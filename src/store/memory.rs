use super::FixtureStore;
use crate::error::AppError;
use crate::models::{Fixture, League};
use async_trait::async_trait;
use chrono::{DateTime, Utc};
use std::collections::HashMap;
use tokio::sync::RwLock;

/// In-process store for single-instance deployments and tests.
///
/// Fixtures are keyed by `(api_id, league_id)`, so writing the same fixture twice
/// updates it in place.
#[derive(Debug, Default)]
pub struct MemoryStore {
    leagues: RwLock<HashMap<String, League>>,
    fixtures: RwLock<HashMap<(i64, String), Fixture>>,
}

impl MemoryStore {
    pub fn new() -> Self {
        Self::default()
    }

    pub async fn upsert_league(&self, league: League) {
        self.leagues.write().await.insert(league.id.clone(), league);
    }

    pub async fn upsert_fixture(&self, fixture: Fixture) {
        let key = (fixture.api_id, fixture.league_id.clone());
        self.fixtures.write().await.insert(key, fixture);
    }

    pub async fn fixture_count(&self) -> usize {
        self.fixtures.read().await.len()
    }
}

#[async_trait]
impl FixtureStore for MemoryStore {
    async fn league(&self, league_id: &str) -> Result<Option<League>, AppError> {
        Ok(self.leagues.read().await.get(league_id).cloned())
    }

    async fn fixtures_between(
        &self,
        league_id: &str,
        from: DateTime<Utc>,
        to: DateTime<Utc>,
    ) -> Result<Vec<Fixture>, AppError> {
        let mut fixtures: Vec<Fixture> = self
            .fixtures
            .read()
            .await
            .values()
            .filter(|f| f.league_id == league_id && f.date >= from && f.date <= to)
            .cloned()
            .collect();
        fixtures.sort_by_key(|f| f.date);
        Ok(fixtures)
    }
}
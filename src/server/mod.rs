//! HTTP surface: admin orchestrator routes, manual retry and health.

mod handlers;

use crate::auth::AdminGuard;
use crate::error::AppError;
use crate::models::Phase;
use crate::orchestrator::PhaseOrchestrator;
use crate::refresh::Credentials;
use axum::extract::{ConnectInfo, Request, State};
use axum::http::{HeaderMap, HeaderValue, StatusCode, header};
use axum::middleware::{self, Next};
use axum::response::{IntoResponse, Response};
use axum::routing::get;
use axum::{Json, Router};
use std::net::SocketAddr;
use std::sync::Arc;
use tower_http::trace::TraceLayer;
use tracing::{debug, error, info};

pub const ORCHESTRATOR_PATH: &str = "/api/admin/phase-orchestrator";
pub const RETRY_PATH: &str = "/api/admin/phase-orchestrator/retry";
pub const HEALTH_PATH: &str = "/health";

#[derive(Clone)]
pub struct AppState {
    pub orchestrator: Arc<PhaseOrchestrator>,
    pub guard: Arc<AdminGuard>,
}

impl AppState {
    pub fn new(orchestrator: PhaseOrchestrator, guard: AdminGuard) -> Self {
        Self {
            orchestrator: Arc::new(orchestrator),
            guard: Arc::new(guard),
        }
    }
}

impl IntoResponse for AppError {
    fn into_response(self) -> Response {
        let status =
            StatusCode::from_u16(self.status_code()).unwrap_or(StatusCode::INTERNAL_SERVER_ERROR);
        if status.is_server_error() {
            error!("Request failed: {}", self);
        } else if self.is_not_found() {
            debug!("Request for missing resource: {}", self);
        }

        let mut body = serde_json::json!({
            "success": false,
            "error": self.to_string(),
            "retryable": self.is_retryable(),
        });
        if matches!(self, AppError::InvalidPhase { .. }) {
            body["valid_phases"] = serde_json::json!(Phase::valid_names());
        }

        let mut response = (status, Json(body)).into_response();
        if let AppError::TooManyAttempts {
            retry_after_seconds,
        } = self
            && let Ok(value) = HeaderValue::from_str(&retry_after_seconds.to_string())
        {
            response.headers_mut().insert(header::RETRY_AFTER, value);
        }
        response
    }
}

/// Identity used for failed-attempt accounting: the peer address, else the first
/// forwarded-for hop, else a shared bucket.
fn client_identity(request: &Request) -> String {
    if let Some(ConnectInfo(addr)) = request.extensions().get::<ConnectInfo<SocketAddr>>() {
        return addr.ip().to_string();
    }
    forwarded_for(request.headers()).unwrap_or_else(|| "unknown".to_string())
}

fn forwarded_for(headers: &HeaderMap) -> Option<String> {
    headers
        .get("x-forwarded-for")?
        .to_str()
        .ok()?
        .split(',')
        .next()
        .map(|hop| hop.trim().to_string())
        .filter(|hop| !hop.is_empty())
}

/// Rejects non-admin requests; admin requests carry their [`Credentials`] onward as an extension.
async fn require_admin(
    State(state): State<AppState>,
    mut request: Request,
    next: Next,
) -> Result<Response, AppError> {
    let client = client_identity(&request);
    let credentials: Credentials = state.guard.authorize(&client, request.headers()).await?;
    request.extensions_mut().insert(credentials);
    Ok(next.run(request).await)
}

pub fn router(state: AppState) -> Router {
    let admin = Router::new()
        .route(
            ORCHESTRATOR_PATH,
            get(handlers::inspect_phase).post(handlers::run_orchestration),
        )
        .route(RETRY_PATH, axum::routing::post(handlers::retry_endpoint))
        .route_layer(middleware::from_fn_with_state(state.clone(), require_admin));

    Router::new()
        .route(HEALTH_PATH, get(handlers::health))
        .merge(admin)
        .layer(TraceLayer::new_for_http())
        .with_state(state)
}

/// Binds and serves until Ctrl-C.
pub async fn serve(bind_address: &str, state: AppState) -> Result<(), AppError> {
    let listener = tokio::net::TcpListener::bind(bind_address).await?;
    info!("Phase orchestrator listening on http://{}", listener.local_addr()?);

    axum::serve(
        listener,
        router(state).into_make_service_with_connect_info::<SocketAddr>(),
    )
    .with_graceful_shutdown(async {
        if tokio::signal::ctrl_c().await.is_ok() {
            info!("Shutdown signal received");
        }
    })
    .await?;
    Ok(())
}

#[cfg(test)]
mod tests {
    use super::*;
    use axum::body::Body;

    #[test]
    fn test_forwarded_for_takes_first_hop() {
        let mut headers = HeaderMap::new();
        headers.insert(
            "x-forwarded-for",
            HeaderValue::from_static("203.0.113.7, 10.0.0.1"),
        );
        assert_eq!(forwarded_for(&headers).as_deref(), Some("203.0.113.7"));
        assert_eq!(forwarded_for(&HeaderMap::new()), None);
    }

    #[test]
    fn test_client_identity_prefers_peer_address() {
        let mut request = Request::builder()
            .header("x-forwarded-for", "203.0.113.7")
            .body(Body::empty())
            .unwrap();
        assert_eq!(client_identity(&request), "203.0.113.7");

        request
            .extensions_mut()
            .insert(ConnectInfo(SocketAddr::from(([192, 0, 2, 1], 5000))));
        assert_eq!(client_identity(&request), "192.0.2.1");
    }

    #[tokio::test]
    async fn test_error_response_shape() {
        let response = AppError::invalid_phase("halftime").into_response();
        assert_eq!(response.status(), StatusCode::BAD_REQUEST);
        let body = axum::body::to_bytes(response.into_body(), usize::MAX)
            .await
            .unwrap();
        let json: serde_json::Value = serde_json::from_slice(&body).unwrap();
        assert_eq!(json["success"], false);
        assert_eq!(json["valid_phases"].as_array().unwrap().len(), 4);

        let response = AppError::TooManyAttempts {
            retry_after_seconds: 30,
        }
        .into_response();
        assert_eq!(response.status(), StatusCode::TOO_MANY_REQUESTS);
        assert_eq!(response.headers()[header::RETRY_AFTER], "30");
    }
}
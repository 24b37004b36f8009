//! Invocation of the per-entity refreshers.

pub mod executor;
pub mod urls;

pub use executor::HttpRefreshExecutor;
pub use urls::build_refresh_url;

use crate::models::{EndpointDescriptor, League, RefreshResult};
use async_trait::async_trait;

/// Authentication presented by the caller, forwarded unchanged to each refresher.
#[derive(Debug, Clone, Default, PartialEq, Eq)]
pub enum Credentials {
    #[default]
    None,
    /// Shared admin secret, sent as the admin API key header.
    ApiKey(String),
    /// Raw `Cookie` header value carrying the admin session.
    SessionCookie(String),
}

/// Runs one refresh operation for one league.
///
/// Implementations never fail: transport and downstream errors come back as a
/// failed [`RefreshResult`] so sibling calls in the same wave are unaffected.
#[async_trait]
pub trait RefreshExecutor: Send + Sync {
    async fn execute(
        &self,
        endpoint: &EndpointDescriptor,
        league: &League,
        credentials: &Credentials,
    ) -> RefreshResult;
}
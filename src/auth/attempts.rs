use crate::error::AppError;
use async_trait::async_trait;
use lru::LruCache;
use std::num::NonZeroUsize;
use std::time::{Duration, Instant};
use tokio::sync::RwLock;
use tracing::{debug, instrument, warn};

/// Counter-with-expiry of failed admin authentications, keyed by client identity.
///
/// The in-memory store suits a single instance; a multi-instance deployment plugs in a
/// shared implementation.
#[async_trait]
pub trait AttemptStore: Send + Sync {
    /// Fails with [`AppError::TooManyAttempts`] while the client is locked out.
    async fn check(&self, client: &str) -> Result<(), AppError>;
    /// Records one failure and returns the failure count of the current window.
    async fn record_failure(&self, client: &str) -> u32;
    async fn clear(&self, client: &str);
}

#[derive(Debug, Clone)]
struct AttemptWindow {
    failures: u32,
    started_at: Instant,
}

impl AttemptWindow {
    fn is_expired(&self, window: Duration) -> bool {
        self.started_at.elapsed() >= window
    }
}

/// LRU-bounded attempt store; the least recently seen clients are evicted first.
pub struct InMemoryAttemptStore {
    entries: RwLock<LruCache<String, AttemptWindow>>,
    max_attempts: u32,
    window: Duration,
}

impl InMemoryAttemptStore {
    pub fn new(max_attempts: u32, window: Duration, capacity: usize) -> Self {
        let capacity = NonZeroUsize::new(capacity).unwrap_or(NonZeroUsize::MIN);
        Self {
            entries: RwLock::new(LruCache::new(capacity)),
            max_attempts,
            window,
        }
    }

    pub async fn tracked_clients(&self) -> usize {
        self.entries.read().await.len()
    }
}

#[async_trait]
impl AttemptStore for InMemoryAttemptStore {
    #[instrument(skip(self))]
    async fn check(&self, client: &str) -> Result<(), AppError> {
        let mut entries = self.entries.write().await;
        let Some(entry) = entries.get(client) else {
            return Ok(());
        };

        if entry.is_expired(self.window) {
            debug!("Attempt window expired for {client}");
            entries.pop(client);
            return Ok(());
        }

        if entry.failures >= self.max_attempts {
            let remaining = self.window.saturating_sub(entry.started_at.elapsed());
            warn!(
                "Client {} locked out after {} failed attempts",
                client, entry.failures
            );
            return Err(AppError::TooManyAttempts {
                retry_after_seconds: remaining.as_secs().max(1),
            });
        }

        Ok(())
    }

    async fn record_failure(&self, client: &str) -> u32 {
        let mut entries = self.entries.write().await;
        let failures = match entries.get_mut(client) {
            Some(entry) if !entry.is_expired(self.window) => {
                entry.failures += 1;
                entry.failures
            }
            _ => {
                entries.put(
                    client.to_string(),
                    AttemptWindow {
                        failures: 1,
                        started_at: Instant::now(),
                    },
                );
                1
            }
        };
        debug!("Failed admin authentication from {client} ({failures} in window)");
        failures
    }

    async fn clear(&self, client: &str) {
        self.entries.write().await.pop(client);
    }
}

#[cfg(test)]
mod tests {
    use super::*;

    #[tokio::test]
    async fn test_locks_out_after_max_attempts() {
        let store = InMemoryAttemptStore::new(3, Duration::from_secs(60), 16);

        for expected in 1..=3 {
            assert!(store.check("10.0.0.1").await.is_ok());
            assert_eq!(store.record_failure("10.0.0.1").await, expected);
        }

        let err = store.check("10.0.0.1").await.unwrap_err();
        assert!(matches!(err, AppError::TooManyAttempts { .. }));
        assert_eq!(err.status_code(), 429);

        // Other clients are unaffected.
        assert!(store.check("10.0.0.2").await.is_ok());
    }

    #[tokio::test]
    async fn test_window_expiry_resets_counter() {
        let store = InMemoryAttemptStore::new(1, Duration::from_millis(50), 16);
        store.record_failure("client").await;
        assert!(store.check("client").await.is_err());

        tokio::time::sleep(Duration::from_millis(80)).await;
        assert!(store.check("client").await.is_ok());
        assert_eq!(store.record_failure("client").await, 1);
    }

    #[tokio::test]
    async fn test_clear_forgets_client() {
        let store = InMemoryAttemptStore::new(1, Duration::from_secs(60), 16);
        store.record_failure("client").await;
        store.clear("client").await;
        assert!(store.check("client").await.is_ok());
        assert_eq!(store.tracked_clients().await, 0);
    }

    #[tokio::test]
    async fn test_capacity_evicts_least_recent() {
        let store = InMemoryAttemptStore::new(1, Duration::from_secs(60), 2);
        store.record_failure("a").await;
        store.record_failure("b").await;
        store.record_failure("c").await;

        assert_eq!(store.tracked_clients().await, 2);
        assert!(store.check("a").await.is_ok());
        assert!(store.check("c").await.is_err());
    }
}
use crate::cli::Args;
use matchday_sync::config::Config;
use matchday_sync::error::AppError;
use std::io::stdout;
use std::path::Path;
use tracing_appender::non_blocking::WorkerGuard;
use tracing_appender::rolling::{RollingFileAppender, Rotation};
use tracing_subscriber::{EnvFilter, fmt, prelude::*};

const DEFAULT_LOG_FILE_NAME: &str = "matchday_sync.log";

fn env_filter(debug: bool) -> Result<EnvFilter, AppError> {
    let directive = if debug {
        "matchday_sync=debug"
    } else {
        "matchday_sync=info"
    };
    let directive = directive
        .parse()
        .map_err(|e| AppError::log_setup_error(format!("Invalid log directive: {e}")))?;
    Ok(EnvFilter::from_default_env()
        .add_directive(directive)
        .add_directive(
            "tower_http=info"
                .parse()
                .map_err(|e| AppError::log_setup_error(format!("Invalid log directive: {e}")))?,
        ))
}

/// Sets up logging configuration for the application.
///
/// - Serving and config commands: logs to both stdout and file
/// - Once mode without debug: logs only to file, so stdout carries just the JSON result
/// - Uses a daily rolling file appender, creating the log directory if needed
///
/// Returns the path to the log file and the guard that must be kept alive
/// for the duration of the program to ensure proper log flushing.
pub async fn setup_logging(
    args: &Args,
    config_log_path: Option<String>,
) -> Result<(String, WorkerGuard), AppError> {
    let custom_log_path = args.log_file.clone().or(config_log_path);
    let (log_dir, log_file_name) = match custom_log_path {
        Some(custom_path) => {
            let path = Path::new(&custom_path);
            let parent = path
                .parent()
                .filter(|p| !p.as_os_str().is_empty())
                .unwrap_or(Path::new("."));
            let file_name = path
                .file_name()
                .and_then(|n| n.to_str())
                .unwrap_or(DEFAULT_LOG_FILE_NAME);
            (parent.to_string_lossy().to_string(), file_name.to_string())
        }
        None => (Config::get_log_dir_path(), DEFAULT_LOG_FILE_NAME.to_string()),
    };

    if !Path::new(&log_dir).exists() {
        tokio::fs::create_dir_all(&log_dir).await.map_err(|e| {
            AppError::log_setup_error(format!("Failed to create log directory: {e}"))
        })?;
    }

    let file_appender = RollingFileAppender::new(Rotation::DAILY, &log_dir, &log_file_name);

    // The guard must outlive every log call or buffered lines are lost
    let (non_blocking, guard) = tracing_appender::non_blocking(file_appender);

    let console_layer = if args.once && !args.debug {
        None
    } else {
        Some(
            fmt::Layer::new()
                .with_writer(stdout)
                .with_ansi(true)
                .with_filter(env_filter(args.debug)?),
        )
    };

    tracing_subscriber::registry()
        .with(console_layer)
        .with(
            fmt::Layer::new()
                .with_writer(non_blocking)
                .with_ansi(false)
                .with_filter(env_filter(args.debug)?),
        )
        .try_init()
        .map_err(|e| AppError::log_setup_error(format!("Failed to install subscriber: {e}")))?;

    let log_file_path = format!("{log_dir}/{log_file_name}");
    Ok((log_file_path, guard))
}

***

## DIRECTIONS
The lines above from the one containing "pub enum Credentials" through the one containing "come back as a" are to be set down exactly, and no others.

## ANSWER TO THIS TASK
pub enum Credentials {
    #[default]
    None,
    /// Shared admin secret, sent as the admin API key header.
    ApiKey(String),
    /// Raw `Cookie` header value carrying the admin session.
    SessionCookie(String),
}

/// Runs one refresh operation for one league.
///
/// Implementations never fail: transport and downstream errors come back as a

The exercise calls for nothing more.